On July 3, 2022, Appellant drove her minivan through the entrance of the Little League Museum in South Williamsport. The trial court recited the relevant facts:
Being the July 4th Holiday weekend, the Little League Museum was occupied by a number of employees and patrons at the time of the [i]ncident. The vehicle was travelling southbound on Route 15 Highway in front of the museum. It stopped and waited for oncoming traffic before making a left turn, crossing the *2 northbound lane and entering Little League property. It then crashed into the entryway and momentarily stopped in the vestibule. At least one Little League employee began to approach the vehicle to check on the driver, when the driver hit the accelerator, crashed through another set of lobby doors and drove further into the building until hitting an interior wall approximately 20-25 feet north of the interior lobby doors. Four Museum employees and two patrons were in the immediate area of the impact, and approximately three dozen other employees and patrons were in the building at the time. At least some of those individuals were in plain view of [Appellant] when she accelerated further into the building. Upon hitting the interior wall, [Appellant] turned to an employee and said, “ I am Teresa Salazar. You know who I am, and you should be scared. ” The employees and patrons largely fled the immediate area of the accident, but [Appellant] remained and was taken into custody by South Williamsport Police shortly thereafter.
Trial Ct. Op. and Order, 5/21/24, at 1-2. The trial court explained that for decades prior to this incident Appellant “ maintained a vendetta against Little League Baseball [,]” based upon her belief that Little League Baseball should have credited her relatives, George and Bert Bebble, as co-founders of Little League. Id. at 1. Over the years, she “ had numerous contacts with Little League officials, sent numerous messages to them[,] and attempted to extract monetary compensation from the organization. ” Id. Indeed, Appellant left several voice mails with Little League Baseball on the day before, and on the morning of, the incident. Id. at 5 n.21.

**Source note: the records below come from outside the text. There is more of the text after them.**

use std::sync::Arc;

use actix_web::{HttpRequest, HttpResponse, Result as ActixResult};
use tracing::{info, warn};

use super::{AuthService, verify::send_verification_mail};
use crate::errors::{GradebookError, Result};
use crate::models::{
    ApiResponse,
    auth::{AuthResponse, RegisterRequest},
    users::{entities::UserRole, requests::CreateUserRequest},
};
use crate::services::mail::{Mailer, mailer_from_request};
use crate::storage::Storage;
use crate::utils::password::hash_password;
use crate::utils::validate::{validate_email, validate_fullname, validate_password_simple};

pub async fn handle_register(
    service: &AuthService,
    request: &HttpRequest,
    register_request: RegisterRequest,
) -> ActixResult<HttpResponse> {
    let storage = service.get_storage(request)?;
    let mailer = mailer_from_request(request);

    let response = register_user(&storage, &mailer, register_request).await?;
    Ok(ApiResponse::created(response, "Register successfully").into_response())
}

pub async fn register_user(
    storage: &Arc<dyn Storage>,
    mailer: &Arc<dyn Mailer>,
    register_request: RegisterRequest,
) -> Result<AuthResponse> {
    let email = register_request.email.trim().to_string();
    let fullname = register_request.fullname.trim().to_string();

    validate_email(&email).map_err(GradebookError::validation)?;
    validate_fullname(&fullname).map_err(GradebookError::validation)?;
    validate_password_simple(&register_request.password).map_err(GradebookError::validation)?;

    // 先查重给出业务错误；并发注册由唯一索引兜底（Conflict）
    if storage.get_user_by_email(&email).await?.is_some() {
        return Err(GradebookError::bad_request("Email already registered"));
    }

    let password_hash = hash_password(&register_request.password)?;
    let user = storage
        .create_user(CreateUserRequest {
            email,
            fullname,
            password_hash: Some(password_hash),
            img_url: None,
            facebook_id: None,
            google_id: None,
            role: UserRole::User,
            is_verified: false,
        })
        .await?;

    // 验证邮件发送失败不影响注册结果
    if let Err(e) = send_verification_mail(mailer, &user).await {
        warn!("Failed to send verification mail to user {}: {}", user.id, e);
    }

    let tokens = user.generate_token_pair()?;
    info!("User {} registered", user.id);

    Ok(AuthResponse {
        user_id: user.id,
        email: user.email,
        fullname: user.fullname,
        access_token: tokens.access_token,
        refresh_token: tokens.refresh_token,
    })
}
//! 配置管理
//!
//! 加载顺序：`config.toml` → `config.{APP_ENV}.toml` → `GRADEBOOK_*` 环境变量（层级用 `__` 分隔） → 常用环境变量。

#[path = "impl.rs"]
mod loader;
mod structs;

pub use structs::*;
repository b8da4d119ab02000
pub mod pagination;
pub mod response;
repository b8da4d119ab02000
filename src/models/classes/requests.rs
use serde::Deserialize;
use ts_rs::TS;

use crate::models::class_users::entities::ClassUserRole;

// 创建班级请求
#[derive(Debug, Clone, Deserialize, TS)]
#[serde(rename_all = "camelCase")]
#[ts(export, export_to = "../frontend/src/types/generated/class.ts")]
pub struct CreateClassRequest {
    pub name: String,
    pub title: String,
    pub description: Option<String>,
    pub subject: Option<String>,
}

// 教师向班级添加成员
#[derive(Debug, Clone, Deserialize, TS)]
#[serde(rename_all = "camelCase")]
#[ts(export, export_to = "../frontend/src/types/generated/class.ts")]
pub struct AddUserToClassRequest {
    pub user_id: i64,
    pub class_id: i64,
    pub role: ClassUserRole,
    pub student_id: Option<String>,
}

// `?class_id=` 查询参数，兼容 `classId`
#[derive(Debug, Clone, Deserialize)]
pub struct ClassIdQuery {
    #[serde(alias = "classId")]
    pub class_id: i64,
}

#[derive(Debug, Clone, Deserialize, TS)]
#[serde(rename_all = "camelCase")]
#[ts(export, export_to = "../frontend/src/types/generated/class.ts")]
pub struct InviteRequest {
    pub class_id: i64,
}

// 通过邀请链接加入班级，学号由教师之后登记
#[derive(Debug, Clone, Deserialize, TS)]
#[serde(rename_all = "camelCase")]
#[ts(export, export_to = "../frontend/src/types/generated/class.ts")]
pub struct VerifyInviteRequest {
    pub token: String,
    pub class_id: i64,
}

The Commonwealth charged Appellant with numerous crimes related to the incident. The trial court presided over a three-day jury trial, from November 7-9, 2023, during which Appellant testified in her own defense, *3 claiming that she crashed through the building due to a “ sneezing attack .” N.T., 11/9/23, at 27.
On November 9, 2023, the jury convicted Appellant of the following crimes: Risking Catastrophe, Criminal Trespass, Terroristic Threats, Criminal Mischief, and six counts of REAP. [1] The jury acquitted Appellant of Attempted Murder, Aggravated Assault-Attempt to Cause Bodily Injury with a Deadly Weapon, and Aggravated Assault-Attempt to Cause Serious Bodily Injury.
On January 18, 2024, the court sentenced Appellant to an aggregate sentence of 6 to 43 years of incarceration, which included a sentence of 6 months to 7 years of incarceration for Risking Catastrophe and 6 months to 2 years of incarceration for each of the six REAP counts, with all sentences imposed consecutively.
On January 23, 2024, Appellant filed a post-sentence motion raising numerous issues, including those raised on appeal. On May 21, 2024, the court denied the motion, setting forth its analysis in a thorough opinion.
Appellant filed a notice of appeal on June 3, 2024. Appellant and the trial court complied with Pa.R.A.P. 1925(a), with the trial court relying upon its May 21, 2024 opinion.
Appellant raises the following questions on appeal: 1. Was the evidence presented insufficient to sustain a guilty
verdict for Risking a Catastrophe? ____________________________________________ [1] 18 Pa.C.S. §§ 3302(b), 3503(a)(1)(ii), 2706(a)(3), 3304(a)(1), and 2705, respectively.
*4 2. Did the trial court impose an illegal sentence, thereby committing an abuse of discretion and error of law when it did not merge the sentences for [REAP] with the count of Risking a Catastrophe?
Appellant’s Br. at 5. Appellant first claims that the Commonwealth presented insufficient evidence to sustain her conviction for Risking Catastrophe. Appellant’s Br. at 23-33. As challenges to the sufficiency of the evidence raise questions of law, “ our standard of review is de novo [,] and our scope of review is plenary .” Commonwealth v. Johnson , 236 A.3d 1141, 1152 (Pa. Super. 2020) ( en banc ) (citation omitted). “W e review claims regarding the sufficiency of the evidence by considering whether, viewing all the evidence admitted at trial in the light most favorable to the verdict winner, there is sufficient evidence to enable the fact-finder to find every element of the crime beyond a reasonable doubt.” Commonwealth v. Miller , 172 A.3d 632, 640 (Pa. Super. 2017) (citation and internal question marks omitted). The trier of fact may rely “ wholly on circumstantial evidence ” and is “ free to believe all, part, or none of the evidence. ” Id. “ [An] appellate court may not weigh the evidence and substitute its judgment for the fact-finder. ” Id.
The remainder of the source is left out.